YOUR OBJECTIVE: Set all of the entries down again precisely as they are written.

RECORDS SUPPLIED:
#![allow(dead_code)]

use std::collections::HashMap;
use std::path::PathBuf;
use std::sync::{Arc, Mutex, MutexGuard};
use std::time::Duration;

use assistant_chat::{
    new_cancel_signal, CancelSignal, ChatConfig, PollPolicy, RunOrchestrator, ToolDispatcher,
    ToolError, ToolExecutor, ToolPolicy, TurnEvent, UnsupportedToolPolicy,
};
use assistant_service::AssistantService;

/// Executor answering from a fixed command table and recording what it ran.
#[derive(Default)]
pub struct ScriptedExecutor {
    replies: HashMap<String, String>,
    ran: Mutex<Vec<String>>,
}

impl ScriptedExecutor {
    pub fn new() -> Self {
        Self::default()
    }

    pub fn reply(mut self, command: &str, output: &str) -> Self {
        self.replies.insert(command.to_string(), output.to_string());
        self
    }

    pub fn ran(&self) -> Vec<String> {
        lock_unpoisoned(&self.ran).clone()
    }
}

impl ToolExecutor for ScriptedExecutor {
    fn execute(&self, command: &str) -> Result<String, ToolError> {
        lock_unpoisoned(&self.ran).push(command.to_string());
        Ok(self.replies.get(command).cloned().unwrap_or_default())
    }
}

pub fn fast_poll() -> PollPolicy {
    PollPolicy {
        interval: Duration::from_millis(5),
        timeout: Some(Duration::from_secs(5)),
    }
}

pub fn tool_policy() -> ToolPolicy {
    ToolPolicy {
        timeout: Some(Duration::from_secs(5)),
        concurrency: 1,
        unsupported: UnsupportedToolPolicy::Report,
    }
}

pub fn orchestrator(
    service: Arc<dyn AssistantService>,
    executor: Arc<dyn ToolExecutor>,
    thread_id: &str,
    poll: PollPolicy,
) -> (RunOrchestrator, CancelSignal) {
    let cancel = new_cancel_signal();
    let orchestrator = RunOrchestrator::new(
        service,
        ToolDispatcher::new(executor, tool_policy()),
        thread_id,
        "asst_test",
        poll,
        Arc::clone(&cancel),
    );
    (orchestrator, cancel)
}

pub fn test_config(store_path: PathBuf) -> ChatConfig {
    ChatConfig {
        api_key: "sk-test".to_string(),
        assistant_id: "asst_test".to_string(),
        base_url: "http://127.0.0.1:9/v1".to_string(),
        store_path,
        poll: fast_poll(),
        tools: tool_policy(),
        debug: false,
    }
}

/// Texts of rendered message events, in emission order.
pub fn message_texts(events: &[TurnEvent]) -> Vec<String> {
    events
        .iter()
        .filter_map(|event| match event {
            TurnEvent::Message(message) => Some(message.text_segments().collect::<Vec<_>>().join("\n")),
            _ => None,
        })
        .collect()
}

pub fn lock_unpoisoned<T>(mutex: &Mutex<T>) -> MutexGuard<'_, T> {
    match mutex.lock() {
        Ok(guard) => guard,
        Err(poisoned) => poisoned.into_inner(),
    }
}
use std::fs;
use std::path::PathBuf;

use assistant_service::Thread;
use serde_json::json;
use session_store::{store_path, SessionStoreError, ThreadOrigin, ThreadStore};
use tempfile::TempDir;

fn thread(id: &str) -> Thread {
    Thread {
        id: id.to_string(),
        created_at: 1_700_000_000,
    }
}

fn write_record(contents: &str) -> (TempDir, PathBuf) {
    let dir = tempfile::tempdir().expect("tempdir should be created");
    let path = dir.path().join("store.json");
    fs::write(&path, contents).expect("record should be written");
    (dir, path)
}

#[test]
fn load_returns_none_when_file_is_missing() {
    let dir = tempfile::tempdir().expect("tempdir");
    let store = ThreadStore::in_dir(dir.path());

    assert_eq!(store.path(), store_path(dir.path()));
    assert!(store.load().expect("missing file is not an error").is_none());
}

#[test]
fn save_creates_parent_dirs_and_writes_record_shape() {
    let dir = tempfile::tempdir().expect("tempdir");
    let store = ThreadStore::in_dir(dir.path());

    store.save(&thread("thread_abc")).expect("save");

    let raw = fs::read_to_string(store.path()).expect("record file");
    let value: serde_json::Value = serde_json::from_str(&raw).expect("json");
    assert_eq!(
        value,
        json!({"thread": {"id": "thread_abc", "created_at": 1_700_000_000}})
    );
    let leftovers: Vec<_> = fs::read_dir(store.path().parent().expect("parent"))
        .expect("read dir")
        .filter_map(Result::ok)
        .filter(|entry| entry.file_name().to_string_lossy().ends_with(".tmp"))
        .collect();
    assert!(leftovers.is_empty(), "temp files must be renamed away");
}

#[test]
fn loading_twice_yields_the_same_thread_id() {
    let (_dir, path) = write_record(r#"{"thread":{"id":"thread_1","created_at":5}}"#);
    let store = ThreadStore::at(&path);

    let first = store.load().expect("first load").expect("thread");
    let second = store.load().expect("second load").expect("thread");
    assert_eq!(first.id, "thread_1");
    assert_eq!(first, second);
}

#[test]
fn load_rejects_corrupt_record_instead_of_overwriting() {
    let (_dir, path) = write_record("{not json");
    let store = ThreadStore::at(&path);

    let error = store.load().expect_err("corrupt record must fail");
    assert!(matches!(error, SessionStoreError::JsonParse { .. }));
    assert_eq!(fs::read_to_string(&path).expect("file kept"), "{not json");
}

#[test]
fn load_or_create_replaces_an_unparseable_record() {
    let (_dir, path) = write_record("{not json");
    let store = ThreadStore::at(&path);

    let (thread, origin) = store
        .load_or_create(|| -> Result<Thread, SessionStoreError> { Ok(thread("thread_fresh")) })
        .expect("corrupt record is replaced");

    assert_eq!(origin, ThreadOrigin::Created);
    assert_eq!(thread.id, "thread_fresh");
    let reloaded = store.load().expect("record is valid again").expect("thread");
    assert_eq!(reloaded.id, "thread_fresh");
}

#[test]
fn load_or_create_replaces_an_empty_thread_id() {
    let (_dir, path) = write_record(r#"{"thread":{"id":"","created_at":0}}"#);
    let store = ThreadStore::at(&path);

    let (thread, origin) = store
        .load_or_create(|| -> Result<Thread, SessionStoreError> { Ok(thread("thread_fresh")) })
        .expect("empty id is replaced");

    assert_eq!(origin, ThreadOrigin::Created);
    assert_eq!(thread.id, "thread_fresh");
}

#[test]
fn load_rejects_empty_thread_id() {
    let (_dir, path) = write_record(r#"{"thread":{"id":"","created_at":0}}"#);

    let error = ThreadStore::at(&path).load().expect_err("empty id must fail");
    assert!(matches!(error, SessionStoreError::EmptyThreadId { .. }));
}

#[test]
fn load_or_create_creates_once_then_reuses() {
    let dir = tempfile::tempdir().expect("tempdir");
    let store = ThreadStore::in_dir(dir.path());
    let mut creations = 0;

    let (created, origin) = store
        .load_or_create(|| -> Result<Thread, SessionStoreError> {
            creations += 1;
            Ok(thread("thread_new"))
        })
        .expect("create");
    assert_eq!(origin, ThreadOrigin::Created);

    let (loaded, origin) = store
        .load_or_create(|| -> Result<Thread, SessionStoreError> {
            creations += 1;
            Ok(thread("thread_other"))
        })
        .expect("load");
    assert_eq!(origin, ThreadOrigin::Loaded);
    assert_eq!(loaded.id, created.id);
    assert_eq!(creations, 1);
}

#[test]
fn load_or_create_does_not_persist_failed_creation() {
    let dir = tempfile::tempdir().expect("tempdir");
    let store = ThreadStore::in_dir(dir.path());

    let result = store.load_or_create(|| {
        Err(SessionStoreError::EmptyThreadId {
            path: PathBuf::from("remote"),
        })
    });

    assert!(result.is_err());
    assert!(!store.path().exists());
}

EXPECTED ANSWER:
#![allow(dead_code)]

use std::collections::HashMap;
use std::path::PathBuf;
use std::sync::{Arc, Mutex, MutexGuard};
use std::time::Duration;

use assistant_chat::{
    new_cancel_signal, CancelSignal, ChatConfig, PollPolicy, RunOrchestrator, ToolDispatcher,
    ToolError, ToolExecutor, ToolPolicy, TurnEvent, UnsupportedToolPolicy,
};
use assistant_service::AssistantService;

/// Executor answering from a fixed command table and recording what it ran.
#[derive(Default)]
pub struct ScriptedExecutor {
    replies: HashMap<String, String>,
    ran: Mutex<Vec<String>>,
}

impl ScriptedExecutor {
    pub fn new() -> Self {
        Self::default()
    }

    pub fn reply(mut self, command: &str, output: &str) -> Self {
        self.replies.insert(command.to_string(), output.to_string());
        self
    }

    pub fn ran(&self) -> Vec<String> {
        lock_unpoisoned(&self.ran).clone()
    }
}

impl ToolExecutor for ScriptedExecutor {
    fn execute(&self, command: &str) -> Result<String, ToolError> {
        lock_unpoisoned(&self.ran).push(command.to_string());
        Ok(self.replies.get(command).cloned().unwrap_or_default())
    }
}

pub fn fast_poll() -> PollPolicy {
    PollPolicy {
        interval: Duration::from_millis(5),
        timeout: Some(Duration::from_secs(5)),
    }
}

pub fn tool_policy() -> ToolPolicy {
    ToolPolicy {
        timeout: Some(Duration::from_secs(5)),
        concurrency: 1,
        unsupported: UnsupportedToolPolicy::Report,
    }
}

pub fn orchestrator(
    service: Arc<dyn AssistantService>,
    executor: Arc<dyn ToolExecutor>,
    thread_id: &str,
    poll: PollPolicy,
) -> (RunOrchestrator, CancelSignal) {
    let cancel = new_cancel_signal();
    let orchestrator = RunOrchestrator::new(
        service,
        ToolDispatcher::new(executor, tool_policy()),
        thread_id,
        "asst_test",
        poll,
        Arc::clone(&cancel),
    );
    (orchestrator, cancel)
}

pub fn test_config(store_path: PathBuf) -> ChatConfig {
    ChatConfig {
        api_key: "sk-test".to_string(),
        assistant_id: "asst_test".to_string(),
        base_url: "http://127.0.0.1:9/v1".to_string(),
        store_path,
        poll: fast_poll(),
        tools: tool_policy(),
        debug: false,
    }
}

/// Texts of rendered message events, in emission order.
pub fn message_texts(events: &[TurnEvent]) -> Vec<String> {
    events
        .iter()
        .filter_map(|event| match event {
            TurnEvent::Message(message) => Some(message.text_segments().collect::<Vec<_>>().join("\n")),
            _ => None,
        })
        .collect()
}

pub fn lock_unpoisoned<T>(mutex: &Mutex<T>) -> MutexGuard<'_, T> {
    match mutex.lock() {
        Ok(guard) => guard,
        Err(poisoned) => poisoned.into_inner(),
    }
}
use std::fs;
use std::path::PathBuf;

use assistant_service::Thread;
use serde_json::json;
use session_store::{store_path, SessionStoreError, ThreadOrigin, ThreadStore};
use tempfile::TempDir;

fn thread(id: &str) -> Thread {
    Thread {
        id: id.to_string(),
        created_at: 1_700_000_000,
    }
}

fn write_record(contents: &str) -> (TempDir, PathBuf) {
    let dir = tempfile::tempdir().expect("tempdir should be created");
    let path = dir.path().join("store.json");
    fs::write(&path, contents).expect("record should be written");
    (dir, path)
}

#[test]
fn load_returns_none_when_file_is_missing() {
    let dir = tempfile::tempdir().expect("tempdir");
    let store = ThreadStore::in_dir(dir.path());

    assert_eq!(store.path(), store_path(dir.path()));
    assert!(store.load().expect("missing file is not an error").is_none());
}

#[test]
fn save_creates_parent_dirs_and_writes_record_shape() {
    let dir = tempfile::tempdir().expect("tempdir");
    let store = ThreadStore::in_dir(dir.path());

    store.save(&thread("thread_abc")).expect("save");

    let raw = fs::read_to_string(store.path()).expect("record file");
    let value: serde_json::Value = serde_json::from_str(&raw).expect("json");
    assert_eq!(
        value,
        json!({"thread": {"id": "thread_abc", "created_at": 1_700_000_000}})
    );
    let leftovers: Vec<_> = fs::read_dir(store.path().parent().expect("parent"))
        .expect("read dir")
        .filter_map(Result::ok)
        .filter(|entry| entry.file_name().to_string_lossy().ends_with(".tmp"))
        .collect();
    assert!(leftovers.is_empty(), "temp files must be renamed away");
}

#[test]
fn loading_twice_yields_the_same_thread_id() {
    let (_dir, path) = write_record(r#"{"thread":{"id":"thread_1","created_at":5}}"#);
    let store = ThreadStore::at(&path);

    let first = store.load().expect("first load").expect("thread");
    let second = store.load().expect("second load").expect("thread");
    assert_eq!(first.id, "thread_1");
    assert_eq!(first, second);
}

#[test]
fn load_rejects_corrupt_record_instead_of_overwriting() {
    let (_dir, path) = write_record("{not json");
    let store = ThreadStore::at(&path);

    let error = store.load().expect_err("corrupt record must fail");
    assert!(matches!(error, SessionStoreError::JsonParse { .. }));
    assert_eq!(fs::read_to_string(&path).expect("file kept"), "{not json");
}

#[test]
fn load_or_create_replaces_an_unparseable_record() {
    let (_dir, path) = write_record("{not json");
    let store = ThreadStore::at(&path);

    let (thread, origin) = store
        .load_or_create(|| -> Result<Thread, SessionStoreError> { Ok(thread("thread_fresh")) })
        .expect("corrupt record is replaced");

    assert_eq!(origin, ThreadOrigin::Created);
    assert_eq!(thread.id, "thread_fresh");
    let reloaded = store.load().expect("record is valid again").expect("thread");
    assert_eq!(reloaded.id, "thread_fresh");
}

#[test]
fn load_or_create_replaces_an_empty_thread_id() {
    let (_dir, path) = write_record(r#"{"thread":{"id":"","created_at":0}}"#);
    let store = ThreadStore::at(&path);

    let (thread, origin) = store
        .load_or_create(|| -> Result<Thread, SessionStoreError> { Ok(thread("thread_fresh")) })
        .expect("empty id is replaced");

    assert_eq!(origin, ThreadOrigin::Created);
    assert_eq!(thread.id, "thread_fresh");
}

#[test]
fn load_rejects_empty_thread_id() {
    let (_dir, path) = write_record(r#"{"thread":{"id":"","created_at":0}}"#);

    let error = ThreadStore::at(&path).load().expect_err("empty id must fail");
    assert!(matches!(error, SessionStoreError::EmptyThreadId { .. }));
}

#[test]
fn load_or_create_creates_once_then_reuses() {
    let dir = tempfile::tempdir().expect("tempdir");
    let store = ThreadStore::in_dir(dir.path());
    let mut creations = 0;

    let (created, origin) = store
        .load_or_create(|| -> Result<Thread, SessionStoreError> {
            creations += 1;
            Ok(thread("thread_new"))
        })
        .expect("create");
    assert_eq!(origin, ThreadOrigin::Created);

    let (loaded, origin) = store
        .load_or_create(|| -> Result<Thread, SessionStoreError> {
            creations += 1;
            Ok(thread("thread_other"))
        })
        .expect("load");
    assert_eq!(origin, ThreadOrigin::Loaded);
    assert_eq!(loaded.id, created.id);
    assert_eq!(creations, 1);
}

#[test]
fn load_or_create_does_not_persist_failed_creation() {
    let dir = tempfile::tempdir().expect("tempdir");
    let store = ThreadStore::in_dir(dir.path());

    let result = store.load_or_create(|| {
        Err(SessionStoreError::EmptyThreadId {
            path: PathBuf::from("remote"),
        })
    });

    assert!(result.is_err());
    assert!(!store.path().exists());
}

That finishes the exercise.